**Task instructions**
Filter the entries that follow, copying every line in which the word "ConnectionCache" appears.
----- Given records
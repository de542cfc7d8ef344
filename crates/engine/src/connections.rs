// SPDX-License-Identifier: BUSL-1.1
// Copyright (c) 2026 Alfred Jean LLC

//! Run-scoped device connection cache
//!
//! Sessions are keyed by `(family, parent_runtime, device, connection_name)`
//! so distinct logical connections to the same device never collide. An
//! entry exists only while the session is believed alive: every cache hit is
//! preceded by the family's liveness probe, and a failed probe closes and
//! evicts the entry before the caller reopens.

use nr_adapters::{DeviceSession, ProtocolFamily};
use parking_lot::Mutex;
use std::collections::HashMap;
use std::sync::Arc;
use tokio::task::JoinSet;

/// Cache key for one logical connection.
#[derive(Debug, Clone, PartialEq, Eq, Hash)]
pub struct ConnectionKey {
    pub family: ProtocolFamily,
    pub parent_runtime: String,
    pub device: String,
    pub name: String,
}

impl ConnectionKey {
    pub fn new(
        family: ProtocolFamily,
        parent_runtime: impl Into<String>,
        device: impl Into<String>,
        name: impl Into<String>,
    ) -> Self {
        Self {
            family,
            parent_runtime: parent_runtime.into(),
            device: device.into(),
            name: name.into(),
        }
    }
}

/// Per-run cache of open device sessions.
#[derive(Default)]
pub struct ConnectionCache {
    entries: Mutex<HashMap<ConnectionKey, Arc<dyn DeviceSession>>>,
}

impl ConnectionCache {
    /// Cached session for the key, liveness-checked.
    ///
    /// With `start_new` the entry is unconditionally closed first. A dead
    /// entry is closed and removed; either way the caller then opens a fresh
    /// session and [`put`](Self::put)s it.
    pub async fn get(&self, key: &ConnectionKey, start_new: bool) -> Option<Arc<dyn DeviceSession>> {
        let session = self.entries.lock().get(key).cloned()?;
        if start_new {
            self.close_entry(key, &session).await;
            return None;
        }
        if session.is_alive().await {
            Some(session)
        } else {
            tracing::info!(device = %key.device, family = %key.family, "cached connection failed liveness probe");
            self.close_entry(key, &session).await;
            None
        }
    }

    pub fn put(&self, key: ConnectionKey, session: Arc<dyn DeviceSession>) {
        self.entries.lock().insert(key, session);
    }

    /// Close and remove one entry, if present.
    pub async fn evict(&self, key: &ConnectionKey) {
        let session = self.entries.lock().remove(key);
        if let Some(session) = session {
            if let Err(e) = session.close().await {
                tracing::error!(device = %key.device, family = %key.family, error = %e, "error while closing connection");
            } else {
                tracing::info!(device = %key.device, family = %key.family, name = %key.name, "closed connection");
            }
        }
    }

    /// Close every connection a run holds to one device, across all
    /// families and connection names.
    pub async fn close_device(&self, parent_runtime: &str, device: &str) {
        let keys: Vec<ConnectionKey> = self
            .entries
            .lock()
            .keys()
            .filter(|k| k.parent_runtime == parent_runtime && k.device == device)
            .cloned()
            .collect();
        for key in keys {
            self.evict(&key).await;
        }
    }

    /// Close every connection a run holds, one worker per entry, and wait
    /// for completion. Close errors are logged, never raised.
    pub async fn close_all(&self, parent_runtime: &str) {
        let entries: Vec<(ConnectionKey, Arc<dyn DeviceSession>)> = {
            let mut guard = self.entries.lock();
            let keys: Vec<ConnectionKey> = guard
                .keys()
                .filter(|k| k.parent_runtime == parent_runtime)
                .cloned()
                .collect();
            keys.into_iter()
                .filter_map(|k| guard.remove(&k).map(|s| (k, s)))
                .collect()
        };
        let mut workers = JoinSet::new();
        for (key, session) in entries {
            workers.spawn(async move {
                if let Err(e) = session.close().await {
                    tracing::error!(device = %key.device, family = %key.family, error = %e, "error while closing connection");
                }
            });
        }
        while workers.join_next().await.is_some() {}
    }

    /// Number of live entries for a run.
    pub fn count(&self, parent_runtime: &str) -> usize {
        self.entries
            .lock()
            .keys()
            .filter(|k| k.parent_runtime == parent_runtime)
            .count()
    }

    async fn close_entry(&self, key: &ConnectionKey, session: &Arc<dyn DeviceSession>) {
        self.entries.lock().remove(key);
        if let Err(e) = session.close().await {
            tracing::error!(device = %key.device, family = %key.family, error = %e, "error while closing connection");
        }
    }
}

#[cfg(test)]
#[path = "connections_tests.rs"]
mod tests;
----------
**Output**
pub struct ConnectionCache {
impl ConnectionCache {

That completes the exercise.